*ACTIVITY*.
State the number of lines in these records holding "ChapterSignal". Say nothing more.

*RECORDS FOR THIS EXERCISE*.

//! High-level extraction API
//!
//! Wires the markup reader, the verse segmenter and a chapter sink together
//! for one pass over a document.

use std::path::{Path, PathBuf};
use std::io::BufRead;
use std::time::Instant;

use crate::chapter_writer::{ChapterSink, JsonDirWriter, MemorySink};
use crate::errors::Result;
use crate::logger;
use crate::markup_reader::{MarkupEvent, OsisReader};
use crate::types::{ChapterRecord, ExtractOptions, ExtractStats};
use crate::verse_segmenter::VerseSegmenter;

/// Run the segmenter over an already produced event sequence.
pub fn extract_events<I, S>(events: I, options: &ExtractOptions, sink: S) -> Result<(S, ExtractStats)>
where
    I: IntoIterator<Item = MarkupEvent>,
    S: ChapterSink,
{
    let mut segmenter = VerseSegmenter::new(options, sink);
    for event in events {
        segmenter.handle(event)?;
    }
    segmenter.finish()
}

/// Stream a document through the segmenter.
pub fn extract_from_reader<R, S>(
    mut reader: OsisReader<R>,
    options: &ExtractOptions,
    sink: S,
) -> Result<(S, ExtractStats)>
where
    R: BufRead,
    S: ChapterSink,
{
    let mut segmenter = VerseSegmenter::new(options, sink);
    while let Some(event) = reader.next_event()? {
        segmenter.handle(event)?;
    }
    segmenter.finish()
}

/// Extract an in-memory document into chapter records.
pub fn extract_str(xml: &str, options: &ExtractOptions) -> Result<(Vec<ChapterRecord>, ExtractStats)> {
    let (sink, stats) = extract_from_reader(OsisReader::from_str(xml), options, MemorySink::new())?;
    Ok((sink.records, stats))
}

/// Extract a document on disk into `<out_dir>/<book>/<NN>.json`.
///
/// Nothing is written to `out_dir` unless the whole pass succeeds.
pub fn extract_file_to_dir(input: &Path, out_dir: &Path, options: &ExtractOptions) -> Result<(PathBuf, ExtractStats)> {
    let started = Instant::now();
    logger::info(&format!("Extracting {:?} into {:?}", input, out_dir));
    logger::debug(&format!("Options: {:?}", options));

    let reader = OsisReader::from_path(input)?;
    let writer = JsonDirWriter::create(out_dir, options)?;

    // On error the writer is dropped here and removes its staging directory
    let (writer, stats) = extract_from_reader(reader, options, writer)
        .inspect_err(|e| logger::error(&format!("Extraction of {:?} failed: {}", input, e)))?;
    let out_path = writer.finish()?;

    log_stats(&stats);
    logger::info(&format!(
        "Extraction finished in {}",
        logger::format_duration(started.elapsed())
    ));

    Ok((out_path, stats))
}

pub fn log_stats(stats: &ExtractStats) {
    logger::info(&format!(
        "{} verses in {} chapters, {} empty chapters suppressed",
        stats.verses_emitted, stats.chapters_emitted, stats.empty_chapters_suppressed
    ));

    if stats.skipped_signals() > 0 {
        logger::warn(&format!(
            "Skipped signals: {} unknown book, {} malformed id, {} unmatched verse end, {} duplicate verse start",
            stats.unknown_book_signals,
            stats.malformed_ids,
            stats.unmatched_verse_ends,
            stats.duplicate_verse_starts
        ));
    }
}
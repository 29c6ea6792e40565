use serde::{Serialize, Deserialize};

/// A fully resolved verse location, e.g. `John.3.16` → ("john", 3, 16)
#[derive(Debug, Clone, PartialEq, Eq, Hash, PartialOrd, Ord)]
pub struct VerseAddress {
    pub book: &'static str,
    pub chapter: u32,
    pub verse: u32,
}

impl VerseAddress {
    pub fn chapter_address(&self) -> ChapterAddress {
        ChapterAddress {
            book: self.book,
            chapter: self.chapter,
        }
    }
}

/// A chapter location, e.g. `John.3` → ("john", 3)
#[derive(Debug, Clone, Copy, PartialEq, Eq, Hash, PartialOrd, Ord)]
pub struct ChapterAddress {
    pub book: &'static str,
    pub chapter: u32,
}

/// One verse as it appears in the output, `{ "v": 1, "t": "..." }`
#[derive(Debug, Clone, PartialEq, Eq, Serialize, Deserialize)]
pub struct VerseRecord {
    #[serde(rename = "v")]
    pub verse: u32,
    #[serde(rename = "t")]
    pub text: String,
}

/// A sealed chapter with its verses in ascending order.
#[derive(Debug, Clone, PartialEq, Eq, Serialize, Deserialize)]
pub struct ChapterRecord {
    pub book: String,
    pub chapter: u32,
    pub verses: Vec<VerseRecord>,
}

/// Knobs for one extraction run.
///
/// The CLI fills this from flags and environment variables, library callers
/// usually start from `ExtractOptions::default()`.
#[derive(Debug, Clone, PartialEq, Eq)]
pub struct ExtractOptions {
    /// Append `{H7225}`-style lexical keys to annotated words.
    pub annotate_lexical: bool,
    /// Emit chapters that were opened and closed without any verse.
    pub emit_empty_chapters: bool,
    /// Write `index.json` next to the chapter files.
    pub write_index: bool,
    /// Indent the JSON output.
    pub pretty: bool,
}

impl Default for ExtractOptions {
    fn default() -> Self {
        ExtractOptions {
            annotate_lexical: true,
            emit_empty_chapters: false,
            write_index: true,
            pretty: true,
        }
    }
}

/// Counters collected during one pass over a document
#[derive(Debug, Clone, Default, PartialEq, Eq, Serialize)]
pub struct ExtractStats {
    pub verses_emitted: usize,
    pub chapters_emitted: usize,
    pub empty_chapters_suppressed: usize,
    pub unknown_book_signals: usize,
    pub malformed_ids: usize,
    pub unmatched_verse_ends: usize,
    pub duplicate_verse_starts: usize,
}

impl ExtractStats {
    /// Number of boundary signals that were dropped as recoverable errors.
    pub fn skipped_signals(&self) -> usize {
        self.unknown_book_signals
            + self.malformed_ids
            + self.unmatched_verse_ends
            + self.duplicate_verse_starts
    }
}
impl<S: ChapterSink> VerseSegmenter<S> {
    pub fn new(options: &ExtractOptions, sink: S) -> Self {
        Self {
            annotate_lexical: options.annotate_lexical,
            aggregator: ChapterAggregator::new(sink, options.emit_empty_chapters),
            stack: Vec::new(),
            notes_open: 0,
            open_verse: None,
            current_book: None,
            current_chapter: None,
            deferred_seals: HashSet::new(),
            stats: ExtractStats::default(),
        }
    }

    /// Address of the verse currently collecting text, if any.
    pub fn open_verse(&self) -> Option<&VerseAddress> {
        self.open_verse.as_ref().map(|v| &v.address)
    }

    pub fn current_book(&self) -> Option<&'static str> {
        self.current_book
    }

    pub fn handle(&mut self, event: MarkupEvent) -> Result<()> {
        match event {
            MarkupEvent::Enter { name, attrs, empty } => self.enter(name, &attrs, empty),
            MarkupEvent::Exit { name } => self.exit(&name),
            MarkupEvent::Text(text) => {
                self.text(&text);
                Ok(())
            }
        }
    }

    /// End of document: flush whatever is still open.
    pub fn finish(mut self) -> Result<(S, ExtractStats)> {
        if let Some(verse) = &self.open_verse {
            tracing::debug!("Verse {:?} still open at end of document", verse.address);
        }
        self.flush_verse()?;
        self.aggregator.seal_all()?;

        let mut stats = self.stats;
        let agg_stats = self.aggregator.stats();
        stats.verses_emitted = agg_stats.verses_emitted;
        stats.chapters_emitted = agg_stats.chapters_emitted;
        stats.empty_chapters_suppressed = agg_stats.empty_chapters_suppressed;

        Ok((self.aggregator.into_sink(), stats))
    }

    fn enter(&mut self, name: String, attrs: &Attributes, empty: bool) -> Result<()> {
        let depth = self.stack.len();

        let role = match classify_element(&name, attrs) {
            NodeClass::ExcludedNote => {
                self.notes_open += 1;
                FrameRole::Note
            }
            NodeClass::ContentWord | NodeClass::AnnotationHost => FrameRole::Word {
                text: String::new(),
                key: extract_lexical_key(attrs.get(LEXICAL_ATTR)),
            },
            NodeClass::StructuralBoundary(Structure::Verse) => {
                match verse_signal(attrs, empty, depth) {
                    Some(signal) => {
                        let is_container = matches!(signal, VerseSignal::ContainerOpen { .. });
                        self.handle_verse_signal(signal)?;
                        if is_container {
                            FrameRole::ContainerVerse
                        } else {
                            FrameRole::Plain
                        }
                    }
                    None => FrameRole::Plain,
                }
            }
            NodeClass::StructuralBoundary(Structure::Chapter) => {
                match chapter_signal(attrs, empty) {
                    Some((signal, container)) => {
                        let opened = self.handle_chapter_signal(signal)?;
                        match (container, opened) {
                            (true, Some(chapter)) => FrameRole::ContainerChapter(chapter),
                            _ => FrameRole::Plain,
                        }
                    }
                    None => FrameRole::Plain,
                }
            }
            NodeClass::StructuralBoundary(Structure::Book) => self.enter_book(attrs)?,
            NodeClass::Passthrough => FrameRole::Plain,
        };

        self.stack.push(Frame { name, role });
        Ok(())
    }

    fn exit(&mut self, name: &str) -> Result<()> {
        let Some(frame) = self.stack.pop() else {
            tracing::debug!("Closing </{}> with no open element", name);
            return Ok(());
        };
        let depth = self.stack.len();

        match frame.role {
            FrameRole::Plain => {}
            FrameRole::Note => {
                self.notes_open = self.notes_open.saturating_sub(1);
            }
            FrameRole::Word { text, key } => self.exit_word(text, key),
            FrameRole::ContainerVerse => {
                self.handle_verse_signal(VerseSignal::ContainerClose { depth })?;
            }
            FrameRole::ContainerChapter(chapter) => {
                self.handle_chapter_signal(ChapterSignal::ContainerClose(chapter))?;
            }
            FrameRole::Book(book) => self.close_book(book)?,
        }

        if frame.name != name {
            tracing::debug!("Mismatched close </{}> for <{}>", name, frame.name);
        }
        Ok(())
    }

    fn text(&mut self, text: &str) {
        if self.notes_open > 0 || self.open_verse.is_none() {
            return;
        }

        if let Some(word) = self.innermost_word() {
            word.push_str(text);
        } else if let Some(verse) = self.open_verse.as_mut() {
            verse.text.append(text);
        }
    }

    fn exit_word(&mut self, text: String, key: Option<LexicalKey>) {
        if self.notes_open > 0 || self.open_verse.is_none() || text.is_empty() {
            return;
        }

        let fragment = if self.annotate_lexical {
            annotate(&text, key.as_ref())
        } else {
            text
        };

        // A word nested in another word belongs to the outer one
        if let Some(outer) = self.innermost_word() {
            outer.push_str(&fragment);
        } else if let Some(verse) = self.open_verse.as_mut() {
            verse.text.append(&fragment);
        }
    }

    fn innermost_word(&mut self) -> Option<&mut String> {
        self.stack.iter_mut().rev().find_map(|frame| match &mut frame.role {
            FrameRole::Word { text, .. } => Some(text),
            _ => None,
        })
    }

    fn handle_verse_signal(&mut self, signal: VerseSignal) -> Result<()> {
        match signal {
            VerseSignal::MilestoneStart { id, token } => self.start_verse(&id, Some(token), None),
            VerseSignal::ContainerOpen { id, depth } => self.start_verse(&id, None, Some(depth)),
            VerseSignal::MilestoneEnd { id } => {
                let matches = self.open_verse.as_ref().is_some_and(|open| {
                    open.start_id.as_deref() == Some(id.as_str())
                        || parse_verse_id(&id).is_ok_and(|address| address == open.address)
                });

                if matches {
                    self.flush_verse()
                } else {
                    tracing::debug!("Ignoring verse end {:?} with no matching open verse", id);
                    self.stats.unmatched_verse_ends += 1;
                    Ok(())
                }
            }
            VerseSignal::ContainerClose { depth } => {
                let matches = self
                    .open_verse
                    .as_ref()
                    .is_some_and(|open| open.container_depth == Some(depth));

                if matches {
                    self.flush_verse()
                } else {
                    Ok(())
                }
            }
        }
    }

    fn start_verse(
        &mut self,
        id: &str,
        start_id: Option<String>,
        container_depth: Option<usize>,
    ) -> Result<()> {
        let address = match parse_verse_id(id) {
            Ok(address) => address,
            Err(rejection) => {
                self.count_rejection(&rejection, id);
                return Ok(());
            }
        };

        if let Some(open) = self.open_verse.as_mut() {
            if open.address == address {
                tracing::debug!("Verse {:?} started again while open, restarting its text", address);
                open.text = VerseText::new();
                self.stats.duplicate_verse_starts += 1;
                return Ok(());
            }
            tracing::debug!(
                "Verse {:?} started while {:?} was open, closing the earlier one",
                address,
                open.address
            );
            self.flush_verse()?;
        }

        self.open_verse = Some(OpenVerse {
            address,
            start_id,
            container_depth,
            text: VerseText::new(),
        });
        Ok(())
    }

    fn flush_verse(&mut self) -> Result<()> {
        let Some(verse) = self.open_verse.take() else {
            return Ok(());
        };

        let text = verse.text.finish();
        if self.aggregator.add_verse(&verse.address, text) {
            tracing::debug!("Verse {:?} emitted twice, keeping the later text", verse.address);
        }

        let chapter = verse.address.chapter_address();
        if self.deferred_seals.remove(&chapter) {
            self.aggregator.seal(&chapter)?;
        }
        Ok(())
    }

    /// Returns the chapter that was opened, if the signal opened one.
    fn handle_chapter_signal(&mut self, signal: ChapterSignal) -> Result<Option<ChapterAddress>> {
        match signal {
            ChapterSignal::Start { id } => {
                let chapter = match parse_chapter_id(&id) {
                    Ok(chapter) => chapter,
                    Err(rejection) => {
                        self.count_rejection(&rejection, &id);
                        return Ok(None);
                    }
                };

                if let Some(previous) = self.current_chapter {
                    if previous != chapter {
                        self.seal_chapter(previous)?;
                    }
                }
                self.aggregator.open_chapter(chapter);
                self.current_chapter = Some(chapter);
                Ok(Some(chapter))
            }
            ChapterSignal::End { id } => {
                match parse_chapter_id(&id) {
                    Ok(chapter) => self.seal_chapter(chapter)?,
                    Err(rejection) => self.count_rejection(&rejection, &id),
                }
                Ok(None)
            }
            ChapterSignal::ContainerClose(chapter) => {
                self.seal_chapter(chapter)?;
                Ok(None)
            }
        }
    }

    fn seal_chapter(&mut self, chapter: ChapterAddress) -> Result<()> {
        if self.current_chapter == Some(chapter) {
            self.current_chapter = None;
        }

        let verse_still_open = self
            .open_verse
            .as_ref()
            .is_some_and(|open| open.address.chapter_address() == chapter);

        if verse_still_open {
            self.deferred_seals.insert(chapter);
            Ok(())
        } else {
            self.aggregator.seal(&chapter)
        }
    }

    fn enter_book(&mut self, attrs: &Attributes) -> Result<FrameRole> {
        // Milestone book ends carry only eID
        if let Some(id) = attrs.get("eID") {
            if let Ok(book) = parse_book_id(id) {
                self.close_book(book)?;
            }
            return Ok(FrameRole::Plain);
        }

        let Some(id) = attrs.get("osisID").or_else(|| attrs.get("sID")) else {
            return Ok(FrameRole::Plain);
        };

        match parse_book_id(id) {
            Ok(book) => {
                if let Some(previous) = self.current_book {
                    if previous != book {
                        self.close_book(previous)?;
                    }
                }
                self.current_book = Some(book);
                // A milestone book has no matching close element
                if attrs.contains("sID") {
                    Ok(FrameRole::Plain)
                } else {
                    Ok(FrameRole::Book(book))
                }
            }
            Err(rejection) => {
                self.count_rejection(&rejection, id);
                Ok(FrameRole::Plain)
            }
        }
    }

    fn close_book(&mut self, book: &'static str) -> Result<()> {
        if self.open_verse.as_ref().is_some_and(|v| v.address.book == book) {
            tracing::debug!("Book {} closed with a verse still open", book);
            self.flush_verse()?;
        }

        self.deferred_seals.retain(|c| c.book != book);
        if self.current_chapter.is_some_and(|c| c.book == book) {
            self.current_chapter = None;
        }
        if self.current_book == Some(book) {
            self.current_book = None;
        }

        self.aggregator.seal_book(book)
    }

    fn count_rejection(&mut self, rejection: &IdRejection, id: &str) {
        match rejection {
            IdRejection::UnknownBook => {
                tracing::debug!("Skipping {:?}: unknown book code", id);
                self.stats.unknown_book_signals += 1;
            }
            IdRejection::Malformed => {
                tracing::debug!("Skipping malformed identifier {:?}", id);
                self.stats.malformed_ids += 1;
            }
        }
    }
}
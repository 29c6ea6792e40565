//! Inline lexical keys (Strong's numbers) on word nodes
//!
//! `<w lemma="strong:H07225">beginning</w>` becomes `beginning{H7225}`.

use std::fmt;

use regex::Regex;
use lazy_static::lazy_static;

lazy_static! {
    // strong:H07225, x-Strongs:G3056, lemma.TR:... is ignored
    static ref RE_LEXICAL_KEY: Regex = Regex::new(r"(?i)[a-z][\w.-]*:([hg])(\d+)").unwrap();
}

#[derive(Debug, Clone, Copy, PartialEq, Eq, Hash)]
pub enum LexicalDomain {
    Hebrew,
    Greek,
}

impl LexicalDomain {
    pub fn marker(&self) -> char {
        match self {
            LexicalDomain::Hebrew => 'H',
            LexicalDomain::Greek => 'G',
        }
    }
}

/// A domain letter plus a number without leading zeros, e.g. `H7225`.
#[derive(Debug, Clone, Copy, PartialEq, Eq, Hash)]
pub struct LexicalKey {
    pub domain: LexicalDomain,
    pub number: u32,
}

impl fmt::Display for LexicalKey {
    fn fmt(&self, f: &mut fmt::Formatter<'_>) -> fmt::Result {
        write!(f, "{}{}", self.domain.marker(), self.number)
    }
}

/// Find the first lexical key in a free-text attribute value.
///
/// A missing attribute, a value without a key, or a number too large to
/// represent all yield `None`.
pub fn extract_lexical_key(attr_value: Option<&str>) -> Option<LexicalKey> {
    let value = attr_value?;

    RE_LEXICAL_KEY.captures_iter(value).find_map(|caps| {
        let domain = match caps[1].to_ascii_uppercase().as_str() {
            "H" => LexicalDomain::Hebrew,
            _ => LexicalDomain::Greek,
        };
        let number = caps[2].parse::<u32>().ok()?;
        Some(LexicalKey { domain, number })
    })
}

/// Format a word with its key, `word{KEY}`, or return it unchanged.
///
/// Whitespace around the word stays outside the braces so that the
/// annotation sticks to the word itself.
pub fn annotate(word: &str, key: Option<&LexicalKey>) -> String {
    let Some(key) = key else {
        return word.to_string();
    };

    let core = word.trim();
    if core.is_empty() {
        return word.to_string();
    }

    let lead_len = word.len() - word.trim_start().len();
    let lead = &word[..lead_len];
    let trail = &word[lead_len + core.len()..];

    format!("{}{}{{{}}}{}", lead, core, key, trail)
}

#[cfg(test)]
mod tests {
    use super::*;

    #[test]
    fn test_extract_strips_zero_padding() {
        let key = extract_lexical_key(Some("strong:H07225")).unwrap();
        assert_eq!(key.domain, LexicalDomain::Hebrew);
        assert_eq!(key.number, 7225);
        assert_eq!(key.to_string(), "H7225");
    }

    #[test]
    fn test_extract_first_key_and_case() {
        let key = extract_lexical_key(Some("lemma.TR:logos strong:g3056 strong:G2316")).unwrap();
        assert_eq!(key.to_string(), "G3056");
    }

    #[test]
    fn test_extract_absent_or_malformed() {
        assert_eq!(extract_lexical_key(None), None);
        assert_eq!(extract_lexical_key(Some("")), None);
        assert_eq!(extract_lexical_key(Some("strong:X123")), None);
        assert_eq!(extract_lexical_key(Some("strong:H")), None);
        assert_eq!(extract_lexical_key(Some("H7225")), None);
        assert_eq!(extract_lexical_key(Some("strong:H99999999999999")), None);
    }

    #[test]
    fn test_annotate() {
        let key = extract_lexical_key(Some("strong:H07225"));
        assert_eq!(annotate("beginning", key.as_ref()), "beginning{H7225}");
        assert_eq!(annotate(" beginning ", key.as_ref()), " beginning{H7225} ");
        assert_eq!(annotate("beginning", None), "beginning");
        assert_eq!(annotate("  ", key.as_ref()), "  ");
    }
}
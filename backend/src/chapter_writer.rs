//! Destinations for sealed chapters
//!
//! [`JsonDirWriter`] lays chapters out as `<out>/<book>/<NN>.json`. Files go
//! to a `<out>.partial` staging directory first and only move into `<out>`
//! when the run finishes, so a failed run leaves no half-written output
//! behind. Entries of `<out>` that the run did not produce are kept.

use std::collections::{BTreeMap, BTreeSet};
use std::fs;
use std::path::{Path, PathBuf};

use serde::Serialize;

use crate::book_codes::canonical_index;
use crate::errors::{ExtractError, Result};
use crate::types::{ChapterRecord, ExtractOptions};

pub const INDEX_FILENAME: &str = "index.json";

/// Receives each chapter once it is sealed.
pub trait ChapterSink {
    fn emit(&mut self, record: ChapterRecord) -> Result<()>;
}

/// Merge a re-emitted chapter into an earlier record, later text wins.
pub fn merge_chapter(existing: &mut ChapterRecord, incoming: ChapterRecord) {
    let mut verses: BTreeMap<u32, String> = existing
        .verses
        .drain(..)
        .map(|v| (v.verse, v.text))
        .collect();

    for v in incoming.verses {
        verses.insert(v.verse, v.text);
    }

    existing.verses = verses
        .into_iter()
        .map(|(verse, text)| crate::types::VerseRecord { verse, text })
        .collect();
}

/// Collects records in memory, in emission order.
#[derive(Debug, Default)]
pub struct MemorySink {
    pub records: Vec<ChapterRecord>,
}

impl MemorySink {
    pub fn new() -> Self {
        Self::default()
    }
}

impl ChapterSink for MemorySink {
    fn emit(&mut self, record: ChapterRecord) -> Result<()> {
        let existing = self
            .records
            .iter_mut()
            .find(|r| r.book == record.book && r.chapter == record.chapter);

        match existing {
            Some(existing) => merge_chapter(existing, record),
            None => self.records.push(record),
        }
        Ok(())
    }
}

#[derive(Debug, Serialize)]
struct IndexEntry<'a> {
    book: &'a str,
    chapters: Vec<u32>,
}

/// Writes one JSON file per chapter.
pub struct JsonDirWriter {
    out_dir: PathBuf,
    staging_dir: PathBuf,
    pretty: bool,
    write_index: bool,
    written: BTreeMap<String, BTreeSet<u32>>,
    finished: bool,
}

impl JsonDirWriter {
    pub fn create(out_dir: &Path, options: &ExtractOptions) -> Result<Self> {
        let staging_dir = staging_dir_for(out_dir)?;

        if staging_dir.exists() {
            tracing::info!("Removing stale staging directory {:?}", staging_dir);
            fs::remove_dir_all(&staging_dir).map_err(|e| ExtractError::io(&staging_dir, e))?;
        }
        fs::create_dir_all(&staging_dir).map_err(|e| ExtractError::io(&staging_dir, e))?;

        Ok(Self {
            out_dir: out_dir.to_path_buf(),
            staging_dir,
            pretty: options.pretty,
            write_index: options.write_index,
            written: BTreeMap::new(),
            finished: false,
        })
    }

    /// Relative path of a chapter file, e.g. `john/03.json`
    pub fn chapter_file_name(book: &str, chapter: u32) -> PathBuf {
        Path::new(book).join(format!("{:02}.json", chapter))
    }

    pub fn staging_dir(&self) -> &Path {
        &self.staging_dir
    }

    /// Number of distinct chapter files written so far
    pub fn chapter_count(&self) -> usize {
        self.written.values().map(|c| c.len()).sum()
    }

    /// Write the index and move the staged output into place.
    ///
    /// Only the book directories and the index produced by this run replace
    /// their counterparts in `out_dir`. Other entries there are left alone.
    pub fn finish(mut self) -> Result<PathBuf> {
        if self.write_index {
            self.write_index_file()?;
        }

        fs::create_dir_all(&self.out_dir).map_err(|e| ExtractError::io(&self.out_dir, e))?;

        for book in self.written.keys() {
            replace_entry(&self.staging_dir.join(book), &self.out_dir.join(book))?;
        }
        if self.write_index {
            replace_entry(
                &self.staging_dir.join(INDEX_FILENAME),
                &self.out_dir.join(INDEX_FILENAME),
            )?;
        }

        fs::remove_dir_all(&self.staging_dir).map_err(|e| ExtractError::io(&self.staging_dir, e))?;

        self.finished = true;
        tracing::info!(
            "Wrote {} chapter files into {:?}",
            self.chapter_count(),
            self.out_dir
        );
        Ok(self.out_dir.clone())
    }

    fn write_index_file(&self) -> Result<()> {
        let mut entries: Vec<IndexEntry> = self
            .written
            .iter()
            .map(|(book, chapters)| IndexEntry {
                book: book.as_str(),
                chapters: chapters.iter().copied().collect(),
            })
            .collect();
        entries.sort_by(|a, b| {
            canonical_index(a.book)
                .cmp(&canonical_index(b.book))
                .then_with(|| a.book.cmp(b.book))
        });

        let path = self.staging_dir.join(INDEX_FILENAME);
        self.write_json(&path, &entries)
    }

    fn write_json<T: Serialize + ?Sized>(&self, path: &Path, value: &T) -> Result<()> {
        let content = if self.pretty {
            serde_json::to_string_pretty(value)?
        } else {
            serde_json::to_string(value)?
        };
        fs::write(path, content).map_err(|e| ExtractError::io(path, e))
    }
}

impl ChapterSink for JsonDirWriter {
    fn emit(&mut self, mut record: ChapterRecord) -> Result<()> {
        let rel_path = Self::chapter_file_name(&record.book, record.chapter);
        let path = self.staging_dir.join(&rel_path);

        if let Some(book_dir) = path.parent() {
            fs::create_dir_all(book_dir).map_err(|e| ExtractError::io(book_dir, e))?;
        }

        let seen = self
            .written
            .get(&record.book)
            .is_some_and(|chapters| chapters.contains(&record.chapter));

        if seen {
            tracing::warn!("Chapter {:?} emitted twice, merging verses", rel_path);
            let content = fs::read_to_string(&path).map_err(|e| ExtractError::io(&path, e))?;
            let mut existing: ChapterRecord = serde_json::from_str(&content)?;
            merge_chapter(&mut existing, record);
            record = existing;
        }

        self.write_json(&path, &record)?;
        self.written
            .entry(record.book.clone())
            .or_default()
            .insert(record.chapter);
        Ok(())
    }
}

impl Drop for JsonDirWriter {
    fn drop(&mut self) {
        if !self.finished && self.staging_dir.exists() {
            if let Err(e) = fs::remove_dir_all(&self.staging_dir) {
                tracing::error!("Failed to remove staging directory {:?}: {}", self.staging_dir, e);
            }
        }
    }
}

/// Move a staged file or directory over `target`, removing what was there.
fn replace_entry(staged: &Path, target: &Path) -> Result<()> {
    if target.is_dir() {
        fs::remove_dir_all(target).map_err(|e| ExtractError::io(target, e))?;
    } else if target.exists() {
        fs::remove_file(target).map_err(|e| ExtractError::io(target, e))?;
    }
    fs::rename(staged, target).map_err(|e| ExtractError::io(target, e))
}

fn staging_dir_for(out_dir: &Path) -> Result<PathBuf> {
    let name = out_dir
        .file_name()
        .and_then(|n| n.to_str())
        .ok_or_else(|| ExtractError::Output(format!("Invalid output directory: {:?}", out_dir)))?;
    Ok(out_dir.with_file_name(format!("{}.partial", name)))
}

*WRITTEN ANSWER*.
5